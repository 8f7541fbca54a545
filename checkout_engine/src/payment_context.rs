//! Strategy resolution.
//!
//! The payment method a customer picks (`cash`, `p2p`, `parts_pay`, ...) and the provider tag recorded on a payment
//! after initiation (`none`, `liqpay`, `privat_parts_pay`) are separate namespaces. Initiation is looked up by method
//! slug; accepting holds and handling callbacks are looked up by provider tag.
//!
//! The tables are closed: resolution returns enums over the known strategies, and adding a provider means adding a
//! variant.
use payment_providers::PartsPayCallback;
use thiserror::Error;

use crate::{
    db_types::{payment_method_slug, Order, Payment},
    strategies::{
        provider_tag,
        AcceptHold,
        CallbackOutcome,
        CallbackParams,
        CallbackStrategy,
        CardHoldCallback,
        CardHoldStrategy,
        DefaultStrategy,
        InitResult,
        InitiatePayment,
        PartsPayStrategy,
        StatusUpdate,
        StrategyError,
    },
    traits::{CardHoldGateway, PartsPayGateway},
};

#[derive(Debug, Clone, PartialEq, Eq, Error)]
pub enum ResolveError {
    #[error("No accept capability for provider '{0}'")]
    NoAcceptCapability(String),
    #[error("No callback capability for provider '{0}'")]
    NoCallbackCapability(String),
}

pub struct PaymentContext<C, P> {
    default: DefaultStrategy,
    card_hold: CardHoldStrategy<C>,
    parts_pay: PartsPayStrategy<P>,
}

impl<C, P> PaymentContext<C, P>
where
    C: CardHoldGateway,
    P: PartsPayGateway,
{
    pub fn new(card_hold: C, parts_pay: P) -> Self {
        Self {
            default: DefaultStrategy,
            card_hold: CardHoldStrategy::new(card_hold),
            parts_pay: PartsPayStrategy::new(parts_pay),
        }
    }

    /// Any method that is not settled through a provider falls back to the default strategy.
    pub fn resolve_initiator(&self, method_slug: &str) -> Initiator<'_, C, P> {
        match method_slug {
            payment_method_slug::P2P => Initiator::CardHold(&self.card_hold),
            payment_method_slug::PARTS_PAY => Initiator::PartsPay(&self.parts_pay),
            _ => Initiator::Default(&self.default),
        }
    }

    pub fn resolve_accepter(&self, provider: &str) -> Result<Accepter<'_, C, P>, ResolveError> {
        match provider {
            provider_tag::CARD_HOLD => Ok(Accepter::CardHold(&self.card_hold)),
            provider_tag::PARTS_PAY => Ok(Accepter::PartsPay(&self.parts_pay)),
            _ => Err(ResolveError::NoAcceptCapability(provider.to_string())),
        }
    }

    pub fn resolve_callback_handler(&self, provider: &str) -> Result<CallbackHandler<'_, C, P>, ResolveError> {
        match provider {
            provider_tag::CARD_HOLD => Ok(CallbackHandler::CardHold(&self.card_hold)),
            provider_tag::PARTS_PAY => Ok(CallbackHandler::PartsPay(&self.parts_pay)),
            _ => Err(ResolveError::NoCallbackCapability(provider.to_string())),
        }
    }
}

pub enum Initiator<'a, C, P> {
    Default(&'a DefaultStrategy),
    CardHold(&'a CardHoldStrategy<C>),
    PartsPay(&'a PartsPayStrategy<P>),
}

impl<C: CardHoldGateway, P: PartsPayGateway> InitiatePayment for Initiator<'_, C, P> {
    async fn initiate(&self, order: &Order, payment: &Payment) -> Result<InitResult, StrategyError> {
        match self {
            Initiator::Default(s) => s.initiate(order, payment).await,
            Initiator::CardHold(s) => s.initiate(order, payment).await,
            Initiator::PartsPay(s) => s.initiate(order, payment).await,
        }
    }
}

pub enum Accepter<'a, C, P> {
    CardHold(&'a CardHoldStrategy<C>),
    PartsPay(&'a PartsPayStrategy<P>),
}

impl<C: CardHoldGateway, P: PartsPayGateway> AcceptHold for Accepter<'_, C, P> {
    async fn accept_hold(&self, order: &Order, payment: &Payment) -> Result<StatusUpdate, StrategyError> {
        match self {
            Accepter::CardHold(s) => s.accept_hold(order, payment).await,
            Accepter::PartsPay(s) => s.accept_hold(order, payment).await,
        }
    }
}

pub enum CallbackHandler<'a, C, P> {
    CardHold(&'a CardHoldStrategy<C>),
    PartsPay(&'a PartsPayStrategy<P>),
}

/// A webhook body, parsed by the handler of the provider that sent it.
#[derive(Debug, Clone, PartialEq)]
pub enum ParsedCallback {
    CardHold(CardHoldCallback),
    PartsPay(PartsPayCallback),
}

fn mismatch() -> StrategyError {
    StrategyError::MalformedCallback("the callback was parsed by a different provider".into())
}

impl<C: CardHoldGateway, P: PartsPayGateway> CallbackStrategy for CallbackHandler<'_, C, P> {
    type Callback = ParsedCallback;

    fn parse_callback(&self, params: &CallbackParams) -> Result<Self::Callback, StrategyError> {
        match self {
            CallbackHandler::CardHold(s) => s.parse_callback(params).map(ParsedCallback::CardHold),
            CallbackHandler::PartsPay(s) => s.parse_callback(params).map(ParsedCallback::PartsPay),
        }
    }

    fn validate_signature(&self, callback: &Self::Callback) -> bool {
        match (self, callback) {
            (CallbackHandler::CardHold(s), ParsedCallback::CardHold(cb)) => s.validate_signature(cb),
            (CallbackHandler::PartsPay(s), ParsedCallback::PartsPay(cb)) => s.validate_signature(cb),
            _ => false,
        }
    }

    fn transaction_id(&self, callback: &Self::Callback) -> Result<String, StrategyError> {
        match (self, callback) {
            (CallbackHandler::CardHold(s), ParsedCallback::CardHold(cb)) => s.transaction_id(cb),
            (CallbackHandler::PartsPay(s), ParsedCallback::PartsPay(cb)) => s.transaction_id(cb),
            _ => Err(mismatch()),
        }
    }

    fn process_callback(&self, callback: &Self::Callback) -> Result<CallbackOutcome, StrategyError> {
        match (self, callback) {
            (CallbackHandler::CardHold(s), ParsedCallback::CardHold(cb)) => s.process_callback(cb),
            (CallbackHandler::PartsPay(s), ParsedCallback::PartsPay(cb)) => s.process_callback(cb),
            _ => Err(mismatch()),
        }
    }
}

#[cfg(test)]
mod test {
    use checkout_common::Cents;
    use payment_providers::{ConfirmResponse, HoldResponse, PartsPayHoldRequest, ProviderApiError};
    use serde_json::Value;

    use super::*;

    struct NoCardHold;

    impl CardHoldGateway for NoCardHold {
        fn hold_form(&self, _: &str, _: Cents, _: &str) -> Result<String, ProviderApiError> {
            Ok(String::new())
        }

        async fn complete_hold(&self, _: &str, _: Cents) -> Result<Value, ProviderApiError> {
            Ok(Value::Null)
        }

        fn verify_signature(&self, _: &str, _: &str) -> bool {
            false
        }

        fn decode_payload(&self, _: &str) -> Result<Value, ProviderApiError> {
            Ok(Value::Null)
        }
    }

    struct NoPartsPay;

    impl PartsPayGateway for NoPartsPay {
        async fn hold(&self, _: &PartsPayHoldRequest) -> Result<HoldResponse, ProviderApiError> {
            Ok(HoldResponse::default())
        }

        async fn confirm(&self, _: &str) -> Result<ConfirmResponse, ProviderApiError> {
            Ok(ConfirmResponse::default())
        }

        fn redirect_url(&self, _: &str) -> String {
            String::new()
        }

        fn verify_callback(&self, _: &PartsPayCallback) -> bool {
            false
        }
    }

    fn context() -> PaymentContext<NoCardHold, NoPartsPay> {
        PaymentContext::new(NoCardHold, NoPartsPay)
    }

    #[test]
    fn initiators_are_resolved_by_method_slug() {
        let ctx = context();
        assert!(matches!(ctx.resolve_initiator("p2p"), Initiator::CardHold(_)));
        assert!(matches!(ctx.resolve_initiator("parts_pay"), Initiator::PartsPay(_)));
        for slug in ["cash", "cod", "to_card", "pay-in", "anything-else", ""] {
            assert!(matches!(ctx.resolve_initiator(slug), Initiator::Default(_)), "{slug}");
        }
    }

    #[test]
    fn accepters_are_resolved_by_provider_tag() {
        let ctx = context();
        assert!(matches!(ctx.resolve_accepter("liqpay"), Ok(Accepter::CardHold(_))));
        assert!(matches!(ctx.resolve_accepter("privat_parts_pay"), Ok(Accepter::PartsPay(_))));
        assert_eq!(ctx.resolve_accepter("none").err(), Some(ResolveError::NoAcceptCapability("none".into())));
        // method slugs are not provider tags
        assert!(ctx.resolve_accepter("p2p").is_err());
        assert!(ctx.resolve_accepter("").is_err());
    }

    #[test]
    fn callback_handlers_are_resolved_by_provider_tag() {
        let ctx = context();
        assert!(matches!(ctx.resolve_callback_handler("liqpay"), Ok(CallbackHandler::CardHold(_))));
        assert!(matches!(ctx.resolve_callback_handler("privat_parts_pay"), Ok(CallbackHandler::PartsPay(_))));
        assert_eq!(
            ctx.resolve_callback_handler("parts_pay").err(),
            Some(ResolveError::NoCallbackCapability("parts_pay".into()))
        );
    }
}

---

> **WHAT YOU HAVE TO DO**
Up to and including the line with "up by method", write out the records above exactly, starting from their first line.

> **RESPONSE TO THIS EXERCISE**
repository 8f7541fbca54a545
filename checkout_engine/src/payment_context.rs
//! Strategy resolution.
//!
//! The payment method a customer picks (`cash`, `p2p`, `parts_pay`, ...) and the provider tag recorded on a payment
//! after initiation (`none`, `liqpay`, `privat_parts_pay`) are separate namespaces. Initiation is looked up by method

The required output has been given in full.